***** Input for this task

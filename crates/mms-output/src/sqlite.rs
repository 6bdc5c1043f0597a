//! SQLite output backend (feature `sqlite`).
//!
//! Creates a single `output.db` file in the configured output directory with
//! three tables: `entities`, `occupancy` and `summaries`.

use std::path::Path;

use rusqlite::Connection;

use crate::writer::OutputWriter;
use crate::{EntityRow, OutputResult, SummaryRow};

/// Writes run output to an SQLite database.
pub struct SqliteWriter {
    conn:     Connection,
    finished: bool,
}

impl SqliteWriter {
    /// Open (or create) `output.db` in `dir` and initialise the schema.
    pub fn new(dir: &Path) -> OutputResult<Self> {
        let conn = Connection::open(dir.join("output.db"))?;

        conn.execute_batch(
            "PRAGMA journal_mode = WAL;
             PRAGMA synchronous  = NORMAL;
             CREATE TABLE IF NOT EXISTS entities (
                 server_count INTEGER NOT NULL,
                 entity_id    INTEGER NOT NULL,
                 gap          INTEGER NOT NULL,
                 service      INTEGER NOT NULL,
                 arrival      INTEGER NOT NULL,
                 start        INTEGER NOT NULL,
                 end_tick     INTEGER NOT NULL,
                 server       INTEGER NOT NULL
             );
             CREATE TABLE IF NOT EXISTS occupancy (
                 server_count INTEGER NOT NULL,
                 tick         INTEGER NOT NULL,
                 occupancy    INTEGER NOT NULL
             );
             CREATE TABLE IF NOT EXISTS summaries (
                 server_count       INTEGER NOT NULL,
                 seed               INTEGER NOT NULL,
                 arrival_rate       REAL    NOT NULL,
                 service_rate       REAL    NOT NULL,
                 threshold          INTEGER NOT NULL,
                 violation_tally    INTEGER NOT NULL,
                 simulated_duration INTEGER NOT NULL,
                 violation_fraction REAL    NOT NULL,
                 meets_spec         INTEGER NOT NULL
             );",
        )?;

        Ok(Self { conn, finished: false })
    }
}

impl OutputWriter for SqliteWriter {
    fn write_entities(&mut self, rows: &[EntityRow]) -> OutputResult<()> {
        if rows.is_empty() {
            return Ok(());
        }
        let tx = self.conn.unchecked_transaction()?;
        {
            let mut stmt = tx.prepare_cached(
                "INSERT INTO entities \
                 (server_count, entity_id, gap, service, arrival, start, end_tick, server) \
                 VALUES (?1, ?2, ?3, ?4, ?5, ?6, ?7, ?8)",
            )?;
            for row in rows {
                // SQLite INTEGER is signed 64-bit; tick counts stay far below i64::MAX.
                stmt.execute(rusqlite::params![
                    row.server_count,
                    row.entity_id,
                    row.gap as i64,
                    row.service as i64,
                    row.arrival as i64,
                    row.start as i64,
                    row.end as i64,
                    row.server,
                ])?;
            }
        }
        tx.commit()?;
        Ok(())
    }

    fn write_occupancy(&mut self, server_count: u32, series: &[u32]) -> OutputResult<()> {
        if series.is_empty() {
            return Ok(());
        }
        let tx = self.conn.unchecked_transaction()?;
        {
            let mut stmt = tx.prepare_cached(
                "INSERT INTO occupancy (server_count, tick, occupancy) VALUES (?1, ?2, ?3)",
            )?;
            for (tick, &n) in series.iter().enumerate() {
                stmt.execute(rusqlite::params![server_count, tick as i64, n])?;
            }
        }
        tx.commit()?;
        Ok(())
    }

    fn write_summary(&mut self, row: &SummaryRow) -> OutputResult<()> {
        self.conn.execute(
            "INSERT INTO summaries \
             (server_count, seed, arrival_rate, service_rate, threshold, \
              violation_tally, simulated_duration, violation_fraction, meets_spec) \
             VALUES (?1, ?2, ?3, ?4, ?5, ?6, ?7, ?8, ?9)",
            rusqlite::params![
                row.server_count,
                row.seed as i64,
                row.arrival_rate,
                row.service_rate,
                row.threshold,
                row.violation_tally as i64,
                row.simulated_duration as i64,
                row.violation_fraction,
                row.meets_spec as i64,
            ],
        )?;
        Ok(())
    }

    fn finish(&mut self) -> OutputResult<()> {
        if self.finished {
            return Ok(());
        }
        self.finished = true;
        self.conn.execute_batch("PRAGMA wal_checkpoint(TRUNCATE);")?;
        Ok(())
    }
}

**********

▶ Problem details:
Reproduce each entry precisely, so that nothing differs from the original.

▶ Worked solution:
filename crates/mms-output/src/sqlite.rs
repository 6bdc5c1043f0597a
//! SQLite output backend (feature `sqlite`).
//!
//! Creates a single `output.db` file in the configured output directory with
//! three tables: `entities`, `occupancy` and `summaries`.

use std::path::Path;

use rusqlite::Connection;

use crate::writer::OutputWriter;
use crate::{EntityRow, OutputResult, SummaryRow};

/// Writes run output to an SQLite database.
pub struct SqliteWriter {
    conn:     Connection,
    finished: bool,
}

impl SqliteWriter {
    /// Open (or create) `output.db` in `dir` and initialise the schema.
    pub fn new(dir: &Path) -> OutputResult<Self> {
        let conn = Connection::open(dir.join("output.db"))?;

        conn.execute_batch(
            "PRAGMA journal_mode = WAL;
             PRAGMA synchronous  = NORMAL;
             CREATE TABLE IF NOT EXISTS entities (
                 server_count INTEGER NOT NULL,
                 entity_id    INTEGER NOT NULL,
                 gap          INTEGER NOT NULL,
                 service      INTEGER NOT NULL,
                 arrival      INTEGER NOT NULL,
                 start        INTEGER NOT NULL,
                 end_tick     INTEGER NOT NULL,
                 server       INTEGER NOT NULL
             );
             CREATE TABLE IF NOT EXISTS occupancy (
                 server_count INTEGER NOT NULL,
                 tick         INTEGER NOT NULL,
                 occupancy    INTEGER NOT NULL
             );
             CREATE TABLE IF NOT EXISTS summaries (
                 server_count       INTEGER NOT NULL,
                 seed               INTEGER NOT NULL,
                 arrival_rate       REAL    NOT NULL,
                 service_rate       REAL    NOT NULL,
                 threshold          INTEGER NOT NULL,
                 violation_tally    INTEGER NOT NULL,
                 simulated_duration INTEGER NOT NULL,
                 violation_fraction REAL    NOT NULL,
                 meets_spec         INTEGER NOT NULL
             );",
        )?;

        Ok(Self { conn, finished: false })
    }
}

impl OutputWriter for SqliteWriter {
    fn write_entities(&mut self, rows: &[EntityRow]) -> OutputResult<()> {
        if rows.is_empty() {
            return Ok(());
        }
        let tx = self.conn.unchecked_transaction()?;
        {
            let mut stmt = tx.prepare_cached(
                "INSERT INTO entities \
                 (server_count, entity_id, gap, service, arrival, start, end_tick, server) \
                 VALUES (?1, ?2, ?3, ?4, ?5, ?6, ?7, ?8)",
            )?;
            for row in rows {
                // SQLite INTEGER is signed 64-bit; tick counts stay far below i64::MAX.
                stmt.execute(rusqlite::params![
                    row.server_count,
                    row.entity_id,
                    row.gap as i64,
                    row.service as i64,
                    row.arrival as i64,
                    row.start as i64,
                    row.end as i64,
                    row.server,
                ])?;
            }
        }
        tx.commit()?;
        Ok(())
    }

    fn write_occupancy(&mut self, server_count: u32, series: &[u32]) -> OutputResult<()> {
        if series.is_empty() {
            return Ok(());
        }
        let tx = self.conn.unchecked_transaction()?;
        {
            let mut stmt = tx.prepare_cached(
                "INSERT INTO occupancy (server_count, tick, occupancy) VALUES (?1, ?2, ?3)",
            )?;
            for (tick, &n) in series.iter().enumerate() {
                stmt.execute(rusqlite::params![server_count, tick as i64, n])?;
            }
        }
        tx.commit()?;
        Ok(())
    }

    fn write_summary(&mut self, row: &SummaryRow) -> OutputResult<()> {
        self.conn.execute(
            "INSERT INTO summaries \
             (server_count, seed, arrival_rate, service_rate, threshold, \
              violation_tally, simulated_duration, violation_fraction, meets_spec) \
             VALUES (?1, ?2, ?3, ?4, ?5, ?6, ?7, ?8, ?9)",
            rusqlite::params![
                row.server_count,
                row.seed as i64,
                row.arrival_rate,
                row.service_rate,
                row.threshold,
                row.violation_tally as i64,
                row.simulated_duration as i64,
                row.violation_fraction,
                row.meets_spec as i64,
            ],
        )?;
        Ok(())
    }

    fn finish(&mut self) -> OutputResult<()> {
        if self.finished {
            return Ok(());
        }
        self.finished = true;
        self.conn.execute_batch("PRAGMA wal_checkpoint(TRUNCATE);")?;
        Ok(())
    }
}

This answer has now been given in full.